La única industria (aparte de la fabricación de cohetes, que está en manos de Hamás) que existe en Gaza es la excavación de túneles debajo de la frontera entre Gaza y Egipto, que se utilizan para introducir de contrabando explosivos, armamentos y otros artículos de igual necesidad.

Excavar un túnel de 15 metros de profundidad y unos 75 metros de largo no es barato. Se calcula que el costo promedio de un túnel llega a los $100,000 dólares. Y eso no incluye la licencia de construcción de túneles por la cual Hamás cobra $2,950 dólares.

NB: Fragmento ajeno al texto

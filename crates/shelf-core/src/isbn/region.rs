//! # Region Table
//!
//! Maps a registration group value to the region that assigned it.
//!
//! The table is an ordered list of (group values, region) pairs evaluated
//! top to bottom; the first match wins. Several groups can map to the same
//! region (Mexico owns 607, 968 and 970). Values inside the group bands that
//! are not listed (610, 9969, 99902, 99907) are unassigned.

use serde::{Deserialize, Serialize};
use std::fmt;

// =============================================================================
// Region Enumeration
// =============================================================================

/// Declares the closed [`Region`] enumeration together with display names.
macro_rules! define_regions {
    ($($variant:ident => $name:literal,)+) => {
        /// Language area or country encoded by a registration group.
        #[derive(Debug, Clone, Copy, PartialEq, Eq, Hash, Serialize, Deserialize)]
        #[serde(rename_all = "snake_case")]
        pub enum Region {
            $($variant,)+
        }

        impl Region {
            /// Human-readable region name.
            pub const fn name(&self) -> &'static str {
                match self {
                    $(Region::$variant => $name,)+
                }
            }
        }
    };
}

define_regions! {
    EnglishSpeaking => "English-speaking area",
    FrenchSpeaking => "French-speaking area",
    GermanSpeaking => "German-speaking area",
    Japan => "Japan",
    RussianFederation => "Russian Federation and former USSR",
    China => "China",
    CzechiaSlovakia => "Czech Republic and Slovakia",
    India => "India",
    Norway => "Norway",
    Poland => "Poland",
    Spain => "Spain",
    Brazil => "Brazil",
    FormerYugoslavia => "Former Yugoslavia",
    Denmark => "Denmark",
    Italy => "Italy",
    SouthKorea => "Republic of Korea",
    Netherlands => "Netherlands and Flemish Belgium",
    Sweden => "Sweden",
    International => "International NGO publishers",
    Iran => "Iran",
    Kazakhstan => "Kazakhstan",
    Indonesia => "Indonesia",
    SaudiArabia => "Saudi Arabia",
    Vietnam => "Vietnam",
    Turkey => "Turkey",
    Romania => "Romania",
    Mexico => "Mexico",
    NorthMacedonia => "North Macedonia",
    Lithuania => "Lithuania",
    Thailand => "Thailand",
    Peru => "Peru",
    Mauritius => "Mauritius",
    Lebanon => "Lebanon",
    Hungary => "Hungary",
    Ukraine => "Ukraine",
    Greece => "Greece",
    Bulgaria => "Bulgaria",
    Philippines => "Philippines",
    Argentina => "Argentina",
    Finland => "Finland",
    Croatia => "Croatia",
    SriLanka => "Sri Lanka",
    Chile => "Chile",
    Taiwan => "Taiwan",
    Colombia => "Colombia",
    Cuba => "Cuba",
    Slovenia => "Slovenia",
    HongKong => "Hong Kong",
    Israel => "Israel",
    Malaysia => "Malaysia",
    Pakistan => "Pakistan",
    Portugal => "Portugal",
    Caribbean => "Caribbean Community",
    Egypt => "Egypt",
    Nigeria => "Nigeria",
    Venezuela => "Venezuela",
    Singapore => "Singapore",
    SouthPacific => "South Pacific",
    Bangladesh => "Bangladesh",
    Belarus => "Belarus",
    BosniaHerzegovina => "Bosnia and Herzegovina",
    Qatar => "Qatar",
    Albania => "Albania",
    Guatemala => "Guatemala",
    CostaRica => "Costa Rica",
    Algeria => "Algeria",
    Laos => "Laos",
    Syria => "Syria",
    Latvia => "Latvia",
    Iceland => "Iceland",
    Afghanistan => "Afghanistan",
    Nepal => "Nepal",
    Tunisia => "Tunisia",
    Armenia => "Armenia",
    Montenegro => "Montenegro",
    Georgia => "Georgia",
    Ecuador => "Ecuador",
    Uzbekistan => "Uzbekistan",
    DominicanRepublic => "Dominican Republic",
    NorthKorea => "Democratic People's Republic of Korea",
    UnitedArabEmirates => "United Arab Emirates",
    Estonia => "Estonia",
    Palestine => "Palestine",
    Kosovo => "Kosovo",
    Azerbaijan => "Azerbaijan",
    Morocco => "Morocco",
    Cameroon => "Cameroon",
    Jordan => "Jordan",
    Libya => "Libya",
    Panama => "Panama",
    Cyprus => "Cyprus",
    Ghana => "Ghana",
    Kenya => "Kenya",
    Kyrgyzstan => "Kyrgyzstan",
    Uganda => "Uganda",
    Uruguay => "Uruguay",
    Moldova => "Moldova",
    Tanzania => "Tanzania",
    PapuaNewGuinea => "Papua New Guinea",
    Zambia => "Zambia",
    Gambia => "Gambia",
    Bahrain => "Bahrain",
    Curacao => "Curaçao",
    Bolivia => "Bolivia",
    Kuwait => "Kuwait",
    Malawi => "Malawi",
    Malta => "Malta",
    SierraLeone => "Sierra Leone",
    Lesotho => "Lesotho",
    Botswana => "Botswana",
    Andorra => "Andorra",
    Suriname => "Suriname",
    Maldives => "Maldives",
    Namibia => "Namibia",
    Brunei => "Brunei Darussalam",
    FaroeIslands => "Faroe Islands",
    Benin => "Benin",
    ElSalvador => "El Salvador",
    Nicaragua => "Nicaragua",
    Paraguay => "Paraguay",
    Honduras => "Honduras",
    Mongolia => "Mongolia",
    Seychelles => "Seychelles",
    Haiti => "Haiti",
    Bhutan => "Bhutan",
    Macau => "Macau",
    RepublikaSrpska => "Republika Srpska",
    Sudan => "Sudan",
    Ethiopia => "Ethiopia",
    Tajikistan => "Tajikistan",
    Eritrea => "Eritrea",
    Cambodia => "Cambodia",
    Congo => "Congo",
    Mali => "Mali",
    Luxembourg => "Luxembourg",
    Oman => "Oman",
    Myanmar => "Myanmar",
}

impl fmt::Display for Region {
    fn fmt(&self, f: &mut fmt::Formatter<'_>) -> fmt::Result {
        f.write_str(self.name())
    }
}

// =============================================================================
// Group Table
// =============================================================================

/// The group values a table row covers.
#[derive(Debug, Clone, Copy)]
enum GroupMatch {
    Exact(u32),
    Range(u32, u32),
}

impl GroupMatch {
    fn contains(self, value: u32) -> bool {
        match self {
            GroupMatch::Exact(v) => v == value,
            GroupMatch::Range(lo, hi) => (lo..=hi).contains(&value),
        }
    }
}

use GroupMatch::{Exact, Range};
use Region::*;

static REGION_TABLE: &[(GroupMatch, Region)] = &[
    // 1-digit groups
    (Range(0, 1), EnglishSpeaking),
    (Exact(2), FrenchSpeaking),
    (Exact(3), GermanSpeaking),
    (Exact(4), Japan),
    (Exact(5), RussianFederation),
    (Exact(7), China),
    // 2-digit groups
    (Exact(80), CzechiaSlovakia),
    (Exact(81), India),
    (Exact(82), Norway),
    (Exact(83), Poland),
    (Exact(84), Spain),
    (Exact(85), Brazil),
    (Exact(86), FormerYugoslavia),
    (Exact(87), Denmark),
    (Exact(88), Italy),
    (Exact(89), SouthKorea),
    (Exact(90), Netherlands),
    (Exact(91), Sweden),
    (Exact(92), International),
    (Exact(93), India),
    (Exact(94), Netherlands),
    // 3-digit groups
    (Exact(600), Iran),
    (Exact(601), Kazakhstan),
    (Exact(602), Indonesia),
    (Exact(603), SaudiArabia),
    (Exact(604), Vietnam),
    (Exact(605), Turkey),
    (Exact(606), Romania),
    (Exact(607), Mexico),
    (Exact(608), NorthMacedonia),
    (Exact(609), Lithuania),
    (Exact(611), Thailand),
    (Exact(612), Peru),
    (Exact(613), Mauritius),
    (Exact(614), Lebanon),
    (Exact(615), Hungary),
    (Exact(616), Thailand),
    (Exact(617), Ukraine),
    (Exact(618), Greece),
    (Exact(619), Bulgaria),
    (Exact(620), Mauritius),
    (Exact(621), Philippines),
    (Exact(950), Argentina),
    (Exact(951), Finland),
    (Exact(952), Finland),
    (Exact(953), Croatia),
    (Exact(954), Bulgaria),
    (Exact(955), SriLanka),
    (Exact(956), Chile),
    (Exact(957), Taiwan),
    (Exact(958), Colombia),
    (Exact(959), Cuba),
    (Exact(960), Greece),
    (Exact(961), Slovenia),
    (Exact(962), HongKong),
    (Exact(963), Hungary),
    (Exact(964), Iran),
    (Exact(965), Israel),
    (Exact(966), Ukraine),
    (Exact(967), Malaysia),
    (Exact(968), Mexico),
    (Exact(969), Pakistan),
    (Exact(970), Mexico),
    (Exact(971), Philippines),
    (Exact(972), Portugal),
    (Exact(973), Romania),
    (Exact(974), Thailand),
    (Exact(975), Turkey),
    (Exact(976), Caribbean),
    (Exact(977), Egypt),
    (Exact(978), Nigeria),
    (Exact(979), Indonesia),
    (Exact(980), Venezuela),
    (Exact(981), Singapore),
    (Exact(982), SouthPacific),
    (Exact(983), Malaysia),
    (Exact(984), Bangladesh),
    (Exact(985), Belarus),
    (Exact(986), Taiwan),
    (Exact(987), Argentina),
    (Exact(988), HongKong),
    (Exact(989), Portugal),
    // 4-digit groups
    (Exact(9926), BosniaHerzegovina),
    (Exact(9927), Qatar),
    (Exact(9928), Albania),
    (Exact(9929), Guatemala),
    (Exact(9930), CostaRica),
    (Exact(9931), Algeria),
    (Exact(9932), Laos),
    (Exact(9933), Syria),
    (Exact(9934), Latvia),
    (Exact(9935), Iceland),
    (Exact(9936), Afghanistan),
    (Exact(9937), Nepal),
    (Exact(9938), Tunisia),
    (Exact(9939), Armenia),
    (Exact(9940), Montenegro),
    (Exact(9941), Georgia),
    (Exact(9942), Ecuador),
    (Exact(9943), Uzbekistan),
    (Exact(9944), Turkey),
    (Exact(9945), DominicanRepublic),
    (Exact(9946), NorthKorea),
    (Exact(9947), Algeria),
    (Exact(9948), UnitedArabEmirates),
    (Exact(9949), Estonia),
    (Exact(9950), Palestine),
    (Exact(9951), Kosovo),
    (Exact(9952), Azerbaijan),
    (Exact(9953), Lebanon),
    (Exact(9954), Morocco),
    (Exact(9955), Lithuania),
    (Exact(9956), Cameroon),
    (Exact(9957), Jordan),
    (Exact(9958), BosniaHerzegovina),
    (Exact(9959), Libya),
    (Exact(9960), SaudiArabia),
    (Exact(9961), Algeria),
    (Exact(9962), Panama),
    (Exact(9963), Cyprus),
    (Exact(9964), Ghana),
    (Exact(9965), Kazakhstan),
    (Exact(9966), Kenya),
    (Exact(9967), Kyrgyzstan),
    (Exact(9968), CostaRica),
    (Exact(9970), Uganda),
    (Exact(9971), Singapore),
    (Exact(9972), Peru),
    (Exact(9973), Tunisia),
    (Exact(9974), Uruguay),
    (Exact(9975), Moldova),
    (Exact(9976), Tanzania),
    (Exact(9977), CostaRica),
    (Exact(9978), Ecuador),
    (Exact(9979), Iceland),
    (Exact(9980), PapuaNewGuinea),
    (Exact(9981), Morocco),
    (Exact(9982), Zambia),
    (Exact(9983), Gambia),
    (Exact(9984), Latvia),
    (Exact(9985), Estonia),
    (Exact(9986), Lithuania),
    (Exact(9987), Tanzania),
    (Exact(9988), Ghana),
    (Exact(9989), NorthMacedonia),
    // 5-digit groups
    (Exact(99901), Bahrain),
    (Exact(99903), Mauritius),
    (Exact(99904), Curacao),
    (Exact(99905), Bolivia),
    (Exact(99906), Kuwait),
    (Exact(99908), Malawi),
    (Exact(99909), Malta),
    (Exact(99910), SierraLeone),
    (Exact(99911), Lesotho),
    (Exact(99912), Botswana),
    (Exact(99913), Andorra),
    (Exact(99914), Suriname),
    (Exact(99915), Maldives),
    (Exact(99916), Namibia),
    (Exact(99917), Brunei),
    (Exact(99918), FaroeIslands),
    (Exact(99919), Benin),
    (Exact(99920), Andorra),
    (Exact(99921), Qatar),
    (Exact(99922), Guatemala),
    (Exact(99923), ElSalvador),
    (Exact(99924), Nicaragua),
    (Exact(99925), Paraguay),
    (Exact(99926), Honduras),
    (Exact(99927), Albania),
    (Exact(99928), Georgia),
    (Exact(99929), Mongolia),
    (Exact(99930), Armenia),
    (Exact(99931), Seychelles),
    (Exact(99932), Malta),
    (Exact(99933), Nepal),
    (Exact(99934), DominicanRepublic),
    (Exact(99935), Haiti),
    (Exact(99936), Bhutan),
    (Exact(99937), Macau),
    (Exact(99938), RepublikaSrpska),
    (Exact(99939), Guatemala),
    (Exact(99940), Georgia),
    (Exact(99941), Armenia),
    (Exact(99942), Sudan),
    (Exact(99943), Albania),
    (Exact(99944), Ethiopia),
    (Exact(99945), Namibia),
    (Exact(99946), Nepal),
    (Exact(99947), Tajikistan),
    (Exact(99948), Eritrea),
    (Exact(99949), Mauritius),
    (Exact(99950), Cambodia),
    (Exact(99951), Congo),
    (Exact(99952), Mali),
    (Exact(99953), Paraguay),
    (Exact(99954), Bolivia),
    (Exact(99955), RepublikaSrpska),
    (Exact(99956), Albania),
    (Exact(99957), Malta),
    (Exact(99958), Bahrain),
    (Exact(99959), Luxembourg),
    (Exact(99960), Malawi),
    (Exact(99961), ElSalvador),
    (Exact(99962), Mongolia),
    (Exact(99963), Cambodia),
    (Exact(99964), Nicaragua),
    (Exact(99965), Macau),
    (Exact(99966), Kuwait),
    (Exact(99967), Paraguay),
    (Exact(99968), Botswana),
    (Exact(99969), Oman),
    (Exact(99970), Haiti),
    (Exact(99971), Myanmar),
    (Exact(99972), FaroeIslands),
    (Exact(99973), Mongolia),
    (Exact(99974), Bolivia),
    (Exact(99975), Tajikistan),
    (Exact(99976), RepublikaSrpska),
];

impl Region {
    /// Looks up the region for a registration group value.
    ///
    /// ## Example
    /// ```rust
    /// use shelf_core::isbn::Region;
    ///
    /// assert_eq!(Region::for_group(968), Some(Region::Mexico));
    /// assert_eq!(Region::for_group(610), None);
    /// ```
    pub fn for_group(value: u32) -> Option<Region> {
        REGION_TABLE
            .iter()
            .find(|(matcher, _)| matcher.contains(value))
            .map(|(_, region)| *region)
    }
}

// =============================================================================
// Unit Tests
// =============================================================================

#[cfg(test)]
mod tests {
    use super::*;

    #[test]
    fn test_single_digit_groups() {
        assert_eq!(Region::for_group(0), Some(EnglishSpeaking));
        assert_eq!(Region::for_group(1), Some(EnglishSpeaking));
        assert_eq!(Region::for_group(7), Some(China));
        assert_eq!(Region::for_group(6), None);
    }

    #[test]
    fn test_many_groups_one_region() {
        for group in [607, 968, 970] {
            assert_eq!(Region::for_group(group), Some(Mexico));
        }
    }

    #[test]
    fn test_band_boundaries() {
        assert_eq!(Region::for_group(94), Some(Netherlands));
        assert_eq!(Region::for_group(621), Some(Philippines));
        assert_eq!(Region::for_group(989), Some(Portugal));
        assert_eq!(Region::for_group(9926), Some(BosniaHerzegovina));
        assert_eq!(Region::for_group(9989), Some(NorthMacedonia));
        assert_eq!(Region::for_group(99976), Some(RepublikaSrpska));
        assert_eq!(Region::for_group(99977), None);
    }

    #[test]
    fn test_unassigned_groups() {
        for group in [610, 9969, 99902, 99907] {
            assert_eq!(Region::for_group(group), None);
        }
    }

    #[test]
    fn test_display_name() {
        assert_eq!(Region::SouthKorea.to_string(), "Republic of Korea");
    }
}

Los constructores de túneles necesitaban financiación, y los que tenían dinero disponible querían invertirlo. 4,000 personas, durante el año 2008, entregaron millones de dólares a intermediarios y operadores de túneles. Durante la Guerra de Gaza, en enero del 2009, gran parte de los túneles fueron bombardeados y destruidos por los israelíes.

Según informó el Ministro de Economía de Hamás, los inversionistas han perdido más de 60 millones de dólares. Tratando de recuperar lo que se pueda las autoridades han arrestado a varios constructores, acusándolos de fraude y robo. De uno de ellos han confiscado dinero y propiedades por un valor de diez millones de dólares.

Los inversionistas, por su lado, exigen que Hamás les devuelva el dinero perdido pues fue Hamás quien alentó y promovió las inversiones en los túneles.

Está dentro de lo posible que aparezcan editoriales en los periódicos europeos acusando a Israel de dañar la economía de Gaza con la destrucción de los túneles. Lo que si es seguro es que nadie va a mencionar como esta pobre gente, refugiados, viviendo de los subsidios de las Naciones Unidas, tenían 500 millones de dólares para invertir.